## WORK TO COMPLETE
In the listing below, every line with the word "PartialEq" needs to be copied.

╭─ MATERIAL TO PROCESS

//! Application callback surface.
//!
//! Each `Stack::poll_*` method invokes the application once per event,
//! passing [`AppFlags`] describing what happened and an [`AppHandle`] the
//! callback uses to react (`send`, `close`, `abort`, `stop`, `restart`). The
//! handle only records intent; effects are applied by the dispatcher after
//! the callback returns.

bitflags::bitflags! {
    /// Flags delivered to `app_callback` on every invocation. Non-exclusive:
    /// a single call may carry more than one bit (e.g. ACKDATA | POLL never
    /// happens, but the app should not assume any subset is exhaustive).
    #[derive(Debug, Clone, Copy, PartialEq, Eq, Default)]
    pub struct AppFlags: u8 {
        /// Previously sent data is now acknowledged; safe to send new data.
        const ACKDATA = 0x01;
        /// Inbound payload present at the application-data pointer.
        const NEWDATA = 0x02;
        /// The previous send must be repeated byte-for-byte.
        const REXMIT = 0x04;
        /// No data; opportunity to send.
        const POLL = 0x08;
        /// Peer closed cleanly.
        const CLOSE = 0x10;
        /// Peer aborted with RST.
        const ABORT = 0x20;
        /// Three-way handshake completed.
        const CONNECTED = 0x40;
        /// Retransmission exhausted.
        const TIMEDOUT = 0x80;
    }
}

/// What the application asked the dispatcher to do after the callback
/// returns. At most one `send` request is honored per event: a later call
/// to `send`/`send_slice` within the same callback invocation overwrites an
/// earlier one.
#[derive(Debug, Clone, Copy, Default, PartialEq, Eq)]
pub(crate) struct AppIntent {
    pub send_len: Option<usize>,
    pub close: bool,
    pub abort: bool,
    pub stop: bool,
    pub restart: bool,
}

/// Handle passed to the application callback for the duration of one
/// invocation. Borrows the outgoing payload area inside the shared frame
/// buffer so `send` can write directly into place without copying.
pub struct AppHandle<'a> {
    payload: &'a mut [u8],
    rx_len: usize,
    intent: AppIntent,
}

impl<'a> AppHandle<'a> {
    pub(crate) fn new(payload: &'a mut [u8], rx_len: usize) -> AppHandle<'a> {
        let rx_len = rx_len.min(payload.len());
        AppHandle {
            payload,
            rx_len,
            intent: AppIntent::default(),
        }
    }

    /// Inbound payload bytes delivered with this event (valid when `NEWDATA`
    /// is set; empty otherwise). Aliases the same buffer region `send` writes
    /// into — the application must finish reading before it starts writing.
    pub fn payload(&self) -> &[u8] {
        &self.payload[..self.rx_len]
    }

    /// The area of the shared buffer available for the application to write
    /// its reply into, already positioned past the protocol headers.
    pub fn payload_mut(&mut self) -> &mut [u8] {
        self.payload
    }

    /// Record a send of `n` bytes already written into `payload_mut()`.
    /// `n` is clamped by the dispatcher to the current MSS and window; the
    /// application does not need to pre-clamp.
    pub fn send(&mut self, n: usize) {
        self.intent.send_len = Some(n.min(self.payload.len()));
    }

    /// Copy `data` into the payload area and send it (convenience wrapper
    /// around `payload_mut()` + `send()` for small fixed replies).
    pub fn send_slice(&mut self, data: &[u8]) {
        let n = data.len().min(self.payload.len());
        self.payload[..n].copy_from_slice(&data[..n]);
        self.send(n);
    }

    pub fn close(&mut self) {
        self.intent.close = true;
    }

    pub fn abort(&mut self) {
        self.intent.abort = true;
    }

    /// Close the receive window (advertise zero).
    pub fn stop(&mut self) {
        self.intent.stop = true;
    }

    /// Reopen a previously stopped receive window.
    pub fn restart(&mut self) {
        self.intent.restart = true;
    }

    pub(crate) fn into_intent(self) -> AppIntent {
        self.intent
    }
}

/// Identifies which slot table an event concerns the application with.
#[derive(Debug, Clone, Copy, PartialEq, Eq)]
pub enum ConnKind {
    Tcp(usize),
    Udp(usize),
}

/// Implemented by application code. Each `Stack::poll_*` call invokes
/// `on_event` at most once, synchronously, on the calling stack frame.
pub trait AppCallback {
    fn on_event(&mut self, conn: ConnKind, flags: AppFlags, handle: &mut AppHandle);
}

/// An [`AppCallback`] that never sends anything; useful for connections the
/// application does not care about servicing (e.g. a test harness that only
/// wants to exercise the state machine).
#[derive(Debug, Default)]
pub struct NullApp;

impl AppCallback for NullApp {
    fn on_event(&mut self, _conn: ConnKind, _flags: AppFlags, _handle: &mut AppHandle) {}
}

╰─

## EXERCISE RESULT
    #[derive(Debug, Clone, Copy, PartialEq, Eq, Default)]
#[derive(Debug, Clone, Copy, Default, PartialEq, Eq)]
#[derive(Debug, Clone, Copy, PartialEq, Eq)]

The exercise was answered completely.